Nature

Are Big Brains a Big Burden for Mammals?

May 13, 2016 | Erica Tennenhouse

Beluga whale (Delphiapterus leucas)
Photo credit: Steve Snodgrass/Wikipedia (CC BY 2.0)

Brain size may set some species on a path to extinction.

Brain size is a bit of a balancing act. Big brains offer species the ability to cope with challenges through behavioral flexibility and innovation, but those with large, calorie-hungry brains must pay a high energetic cost. The benefits have always seemed well worth the price — over the past millions of years, mammal brains have been getting bigger and bigger.

But researchers have found that many species can no longer afford their big brains. Their study, which will soon appear in the journal Evolution, revealed that as brain size increases, so does a species’ risk of going extinct.

The link between extinction risk and brain size was not direct. Rather, the study indicated that the vast amount of energy consumed by the brain makes it challenging for females to produce big-brained offspring.

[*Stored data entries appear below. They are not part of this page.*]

// Copyright (c) 2025 Steve Wagner (ciroque@live.com)
// SPDX-License-Identifier: MIT

use async_trait::async_trait;
use serde::Deserialize;

use super::single_input;
use crate::errors::StageError;
use crate::traits::{Signature, Stage, StageContext};
use crate::value::{Value, ValueType};

#[derive(Debug, Deserialize)]
#[serde(deny_unknown_fields)]
struct JsonFieldConfig {
    field: String,
}

/// Extracts one top-level field of a structured input as bytes.
///
/// String fields yield their text; any other JSON value yields its compact encoding.
#[derive(Default)]
pub struct JsonFieldStage {
    field: String,
}

impl JsonFieldStage {
    pub fn new(field: impl Into<String>) -> Self {
        Self {
            field: field.into(),
        }
    }
}

#[async_trait]
impl Stage for JsonFieldStage {
    fn configure(&mut self, ctx: &StageContext<'_>) -> Result<(), StageError> {
        let config: JsonFieldConfig = serde_json::from_value(ctx.config.clone())
            .map_err(|e| StageError::new(format!("json_field requires a 'field': {}", e)))?;
        self.field = config.field;
        Ok(())
    }

    async fn execute(&self, inputs: Vec<Value>) -> Result<Value, StageError> {
        let document = single_input(self.name(), inputs)?.try_into_structured()?;
        match document.get(&self.field) {
            Some(serde_json::Value::String(text)) => Ok(Value::from(text.as_str())),
            Some(other) => serde_json::to_vec(other)
                .map(Value::Bytes)
                .map_err(|e| StageError::new(e.to_string())),
            None => Err(StageError::new(format!(
                "field '{}' not present in input",
                self.field
            ))),
        }
    }

    fn signature(&self) -> Signature {
        Signature::new(ValueType::Structured, ValueType::Bytes)
    }

    fn name(&self) -> &'static str {
        "json_field"
    }
}
// Copyright (c) 2025 Steve Wagner (ciroque@live.com)
// SPDX-License-Identifier: MIT

pub mod change_text_case;
pub mod concatenate;
pub mod json_field;
pub mod lexicon;
pub mod passthrough;
pub mod prefix_suffix_adder;
pub mod reverse_text;
pub mod token_counter;

pub use change_text_case::*;
pub use concatenate::*;
pub use json_field::*;
pub use lexicon::*;
pub use passthrough::*;
pub use prefix_suffix_adder::*;
pub use reverse_text::*;
pub use token_counter::*;

use serde::de::DeserializeOwned;

use crate::errors::StageError;
use crate::value::Value;

/// Take the only input of a single-input stage.
pub(crate) fn single_input(stage: &str, inputs: Vec<Value>) -> Result<Value, StageError> {
    let count = inputs.len();
    let mut inputs = inputs.into_iter();
    match (inputs.next(), count) {
        (Some(value), 1) => Ok(value),
        _ => Err(StageError::new(format!(
            "{} takes exactly one input, got {}",
            stage, count
        ))),
    }
}

/// Deserialize a stage's configuration; `null` yields the type's default.
pub(crate) fn parse_config<T>(config: &serde_json::Value) -> Result<T, StageError>
where
    T: DeserializeOwned + Default,
{
    if config.is_null() {
        return Ok(T::default());
    }
    serde_json::from_value(config.clone()).map_err(|e| StageError::new(e.to_string()))
}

SEE ALSO: Fast Metabolism Gave Humans Bigger Brains

As study lead author Alejandro Gonzalez-Voyer, an assistant professor at the National Autonomous University of Mexico, explained in an email to The Science Explorer, “females of larger-brained species invest in fewer offspring per reproductive period, and offspring take longer to develop, both within the womb and after birth.” These effects of brain size remain even after accounting for the effects of body size.

Many mammals today are constantly encountering new threats — such as changing climate and habitat loss — to which they need to be able to adapt quickly. Because adaptation is something that occurs over generations, being slow to reproduce “does not enable [species] to bounce back after disturbance, or limits their resilience,” said Gonzalez-Voyer.

As the authors conclude, “In today’s world the once beneficial large brain has apparently become a burden for many mammals”

But this does not appear to be the case for the largest-brained mammal of all — humans, whose populations are soaring higher than ever. “It is possible that the relationships between brain size and “success” is non-linear,” suggests study co-author Manuela Gonzalez-Suarez from the University of Reading. “This means that the costs of a big brain can outweigh the benefits up to one point at which the social complexity and innovation capacity becomes so great that again the scale is tilted towards the benefits (like in humans).”

For those falling below the threshold, the study suggests that big brains are an excessive weight on the shoulders of many species. And this insight may actually offer some relief. As Gonzalez-Suarez explains, “Conservation funds are limited and managers and policy makers need to make decisions constantly about where to invest.” With the knowledge that species with larger brains are at greater risk of extinction, the authors can now recommend that greater resources be invested in the protection of those species.

She adds: “This is of course a simplification but the idea is that we can start creating ways to categorize risk and prioritize conservation investment.”